[<prev] [next>] [<thread-prev] [thread-next>] [day] [month] [year] [list]
Message-ID: <aaddae1d-ad4e-425c-b88a-0830d839a3ce@6wind.com>
Date: Thu, 29 Sep 2022 16:27:49 +0200
From: Nicolas Dichtel <nicolas.dichtel@...nd.com>
To: Julian Anastasov <ja@....bg>
Cc: David Ahern <dsahern@...nel.org>, netdev@...r.kernel.org
Subject: Re: [PATCH net] ip: fix triggering of 'icmp redirect'
Le 27/09/2022 à 14:56, Julian Anastasov a écrit :
>
> Hello,
Hello,
thanks for the detailed explanation.
>
> On Mon, 29 Aug 2022, Nicolas Dichtel wrote:
>
>> __mkroute_input() uses fib_validate_source() to trigger an icmp redirect.
>> My understanding is that fib_validate_source() is used to know if the src
>> address and the gateway address are on the same link. For that,
>> fib_validate_source() returns 1 (same link) or 0 (not the same network).

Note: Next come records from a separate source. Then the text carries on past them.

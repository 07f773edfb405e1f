//! Error types for the TMI domain.
//!
//! Uses `thiserror` for ergonomic error definitions.
//! Each bounded context has its own error variant; every error collapses
//! to one of eight wire-level kinds via [`Error::kind`], which the gateway
//! maps to HTTP status codes.

use thiserror::Error;

/// The top-level error type for all TMI operations.
#[derive(Debug, Error)]
pub enum Error {
    // --- Authentication / authorization ---
    #[error("Auth error: {0}")]
    Auth(#[from] AuthError),

    // --- Domain store errors ---
    #[error("Store error: {0}")]
    Store(#[from] StoreError),

    // --- Event bus errors ---
    #[error("Bus error: {0}")]
    Bus(#[from] BusError),

    // --- Collaboration engine errors ---
    #[error("Collaboration error: {0}")]
    Collab(#[from] CollabError),

    // --- Webhook subsystem errors ---
    #[error("Webhook error: {0}")]
    Webhook(#[from] WebhookError),

    // --- Addon subsystem errors ---
    #[error("Addon error: {0}")]
    Addon(#[from] AddonError),

    // --- Validation ---
    #[error("Invalid argument: {0}")]
    InvalidArgument(String),

    // --- Quotas ---
    #[error("Rate limited, retry after {retry_after_secs}s")]
    RateLimited { retry_after_secs: u64 },

    // --- Serialization ---
    #[error("Serialization error: {0}")]
    Serialization(#[from] serde_json::Error),

    // --- Generic ---
    #[error("Internal error: {0}")]
    Internal(String),
}

/// Result type alias using our Error.
pub type Result<T> = std::result::Result<T, Error>;

/// The discriminated wire-level error tags.
///
/// Synchronous handlers translate these to HTTP status codes; the
/// collaboration engine translates them into `operation_rejected` reasons.
#[derive(Debug, Clone, Copy, PartialEq, Eq)]
pub enum ErrorKind {
    Unauthenticated,
    Forbidden,
    NotFound,
    Conflict,
    InvalidArgument,
    RateLimited,
    Unavailable,
    Internal,
}

impl ErrorKind {
    /// Stable string tag carried in error response bodies.
    pub fn as_str(&self) -> &'static str {
        match self {
            ErrorKind::Unauthenticated => "unauthenticated",
            ErrorKind::Forbidden => "forbidden",
            ErrorKind::NotFound => "not_found",
            ErrorKind::Conflict => "conflict",
            ErrorKind::InvalidArgument => "invalid_argument",
            ErrorKind::RateLimited => "rate_limited",
            ErrorKind::Unavailable => "unavailable",
            ErrorKind::Internal => "internal",
        }
    }
}

impl Error {
    /// Collapse this error to its wire-level kind.
    pub fn kind(&self) -> ErrorKind {
        match self {
            Error::Auth(e) => e.kind(),
            Error::Store(e) => e.kind(),
            Error::Bus(_) => ErrorKind::Unavailable,
            Error::Collab(e) => e.kind(),
            Error::Webhook(e) => e.kind(),
            Error::Addon(e) => e.kind(),
            Error::InvalidArgument(_) => ErrorKind::InvalidArgument,
            Error::RateLimited { .. } => ErrorKind::RateLimited,
            Error::Serialization(_) => ErrorKind::InvalidArgument,
            Error::Internal(_) => ErrorKind::Internal,
        }
    }
}

// --- Bounded context errors ---

#[derive(Debug, Error)]
pub enum AuthError {
    #[error("Missing credentials")]
    MissingCredentials,

    #[error("Invalid or expired token")]
    InvalidToken,

    #[error("Forbidden: {0}")]
    Forbidden(String),

    #[error("Unknown principal: {0}")]
    UnknownPrincipal(String),

    #[error("Identity resolution unavailable: {0}")]
    Unavailable(String),
}

impl AuthError {
    pub fn kind(&self) -> ErrorKind {
        match self {
            AuthError::MissingCredentials | AuthError::InvalidToken => ErrorKind::Unauthenticated,
            AuthError::Forbidden(_) => ErrorKind::Forbidden,
            AuthError::UnknownPrincipal(_) => ErrorKind::Unauthenticated,
            AuthError::Unavailable(_) => ErrorKind::Unavailable,
        }
    }
}

#[derive(Debug, Error)]
pub enum StoreError {
    #[error("{kind} not found: {id}")]
    NotFound { kind: &'static str, id: String },

    #[error("Version conflict on {kind} {id}: expected {expected}, found {found}")]
    VersionConflict {
        kind: &'static str,
        id: String,
        expected: u64,
        found: u64,
    },

    #[error("Duplicate identity ({provider}, {provider_user_id})")]
    DuplicateIdentity {
        provider: String,
        provider_user_id: String,
    },

    #[error("Owner invariant violated for threat model {0}")]
    OwnerInvariant(String),

    #[error("Invalid cell reference: {0}")]
    InvalidReference(String),

    #[error("Storage error: {0}")]
    Storage(String),

    #[error("Migration failed: {0}")]
    Migration(String),
}

impl StoreError {
    pub fn kind(&self) -> ErrorKind {
        match self {
            StoreError::NotFound { .. } => ErrorKind::NotFound,
            StoreError::VersionConflict { .. } => ErrorKind::Conflict,
            StoreError::DuplicateIdentity { .. } => ErrorKind::Conflict,
            StoreError::OwnerInvariant(_) => ErrorKind::InvalidArgument,
            StoreError::InvalidReference(_) => ErrorKind::InvalidArgument,
            StoreError::Storage(_) => ErrorKind::Unavailable,
            StoreError::Migration(_) => ErrorKind::Internal,
        }
    }
}

#[derive(Debug, Error)]
pub enum BusError {
    #[error("Unknown consumer group: {0}")]
    UnknownGroup(String),

    #[error("Record {0} is not pending for this group")]
    NotPending(u64),

    #[error("Bus closed")]
    Closed,

    #[error("Bus storage error: {0}")]
    Storage(String),
}

#[derive(Debug, Error)]
pub enum CollabError {
    #[error("No active session for diagram {0}")]
    SessionNotFound(String),

    #[error("Session participant cap reached ({0})")]
    SessionFull(usize),

    #[error("User is not a participant of the session")]
    NotParticipant,

    #[error("Session role does not permit this message")]
    Forbidden,

    #[error("Diagram is locked for maintenance")]
    DiagramLocked,

    #[error("Session inbound queue is full")]
    QueueFull,

    #[error("Session closed: {0}")]
    Closed(String),
}

impl CollabError {
    pub fn kind(&self) -> ErrorKind {
        match self {
            CollabError::SessionNotFound(_) => ErrorKind::NotFound,
            CollabError::SessionFull(_) => ErrorKind::RateLimited,
            CollabError::NotParticipant | CollabError::Forbidden => ErrorKind::Forbidden,
            CollabError::DiagramLocked => ErrorKind::Conflict,
            CollabError::QueueFull => ErrorKind::Unavailable,
            CollabError::Closed(_) => ErrorKind::Unavailable,
        }
    }
}

#[derive(Debug, Error)]
pub enum WebhookError {
    #[error("Subscription not found: {0}")]
    NotFound(String),

    #[error("Target URL is denied: {0}")]
    DeniedUrl(String),

    #[error("Subscription quota exceeded ({current}/{max})")]
    QuotaExceeded { current: usize, max: usize },

    #[error("Challenge verification failed for subscription {0}")]
    ChallengeFailed(String),

    #[error("Delivery failed: {0}")]
    Delivery(String),
}

impl WebhookError {
    pub fn kind(&self) -> ErrorKind {
        match self {
            WebhookError::NotFound(_) => ErrorKind::NotFound,
            WebhookError::DeniedUrl(_) => ErrorKind::InvalidArgument,
            WebhookError::QuotaExceeded { .. } => ErrorKind::RateLimited,
            WebhookError::ChallengeFailed(_) => ErrorKind::Conflict,
            WebhookError::Delivery(_) => ErrorKind::Unavailable,
        }
    }
}

#[derive(Debug, Error)]
pub enum AddonError {
    #[error("Addon not found: {0}")]
    NotFound(String),

    #[error("Invocation not found: {0}")]
    InvocationNotFound(String),

    #[error("Referenced webhook subscription is not active")]
    WebhookInactive,

    #[error("Addon has {0} non-terminal invocations")]
    NonTerminalInvocations(usize),

    #[error("Invocation payload exceeds {max} bytes (got {got})")]
    PayloadTooLarge { max: usize, got: usize },

    #[error("Status callback signature is invalid")]
    InvalidSignature,

    #[error("Invocation {0} is already terminal")]
    AlreadyTerminal(String),
}

impl AddonError {
    pub fn kind(&self) -> ErrorKind {
        match self {
            AddonError::NotFound(_) | AddonError::InvocationNotFound(_) => ErrorKind::NotFound,
            AddonError::WebhookInactive => ErrorKind::InvalidArgument,
            AddonError::NonTerminalInvocations(_) => ErrorKind::Conflict,
            AddonError::PayloadTooLarge { .. } => ErrorKind::InvalidArgument,
            AddonError::InvalidSignature => ErrorKind::Unauthenticated,
            AddonError::AlreadyTerminal(_) => ErrorKind::Conflict,
        }
    }
}

#[cfg(test)]
mod tests {
    use super::*;

    #[test]
    fn store_not_found_maps_to_not_found() {
        let err = Error::Store(StoreError::NotFound {
            kind: "diagram",
            id: "d-1".into(),
        });
        assert_eq!(err.kind(), ErrorKind::NotFound);
        assert!(err.to_string().contains("d-1"));
    }

    #[test]
    fn version_conflict_maps_to_conflict() {
        let err = Error::Store(StoreError::VersionConflict {
            kind: "diagram",
            id: "d-1".into(),
            expected: 3,
            found: 5,
        });
        assert_eq!(err.kind(), ErrorKind::Conflict);
    }

    #[test]
    fn rate_limited_carries_retry_hint() {
        let err = Error::RateLimited {
            retry_after_secs: 30,
        };
        assert_eq!(err.kind(), ErrorKind::RateLimited);
        assert!(err.to_string().contains("30"));
    }

    #[test]
    fn auth_errors_split_unauthenticated_and_forbidden() {
        assert_eq!(
            Error::Auth(AuthError::InvalidToken).kind(),
            ErrorKind::Unauthenticated
        );
        assert_eq!(
            Error::Auth(AuthError::Forbidden("no role".into())).kind(),
            ErrorKind::Forbidden
        );
    }

    #[test]
    fn kind_tags_are_stable() {
        assert_eq!(ErrorKind::Unauthenticated.as_str(), "unauthenticated");
        assert_eq!(ErrorKind::Forbidden.as_str(), "forbidden");
        assert_eq!(ErrorKind::NotFound.as_str(), "not_found");
        assert_eq!(ErrorKind::Conflict.as_str(), "conflict");
        assert_eq!(ErrorKind::InvalidArgument.as_str(), "invalid_argument");
        assert_eq!(ErrorKind::RateLimited.as_str(), "rate_limited");
        assert_eq!(ErrorKind::Unavailable.as_str(), "unavailable");
        assert_eq!(ErrorKind::Internal.as_str(), "internal");
    }
}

>> __mkroute_input() is the only user of these positive values, all other
>> callers only look if the returned value is negative.
>>
>> Since the below patch, fib_validate_source() didn't return anymore 1 when
>> both addresses are on the same network, because the route lookup returns
>> RT_SCOPE_LINK instead of RT_SCOPE_HOST. But this is, in fact, right.
>> Let's adapat the test to return 1 again when both addresses are on the same
>> link.
>>
>> CC: stable@...r.kernel.org
>> Fixes: 747c14307214 ("ip: fix dflt addr selection for connected nexthop")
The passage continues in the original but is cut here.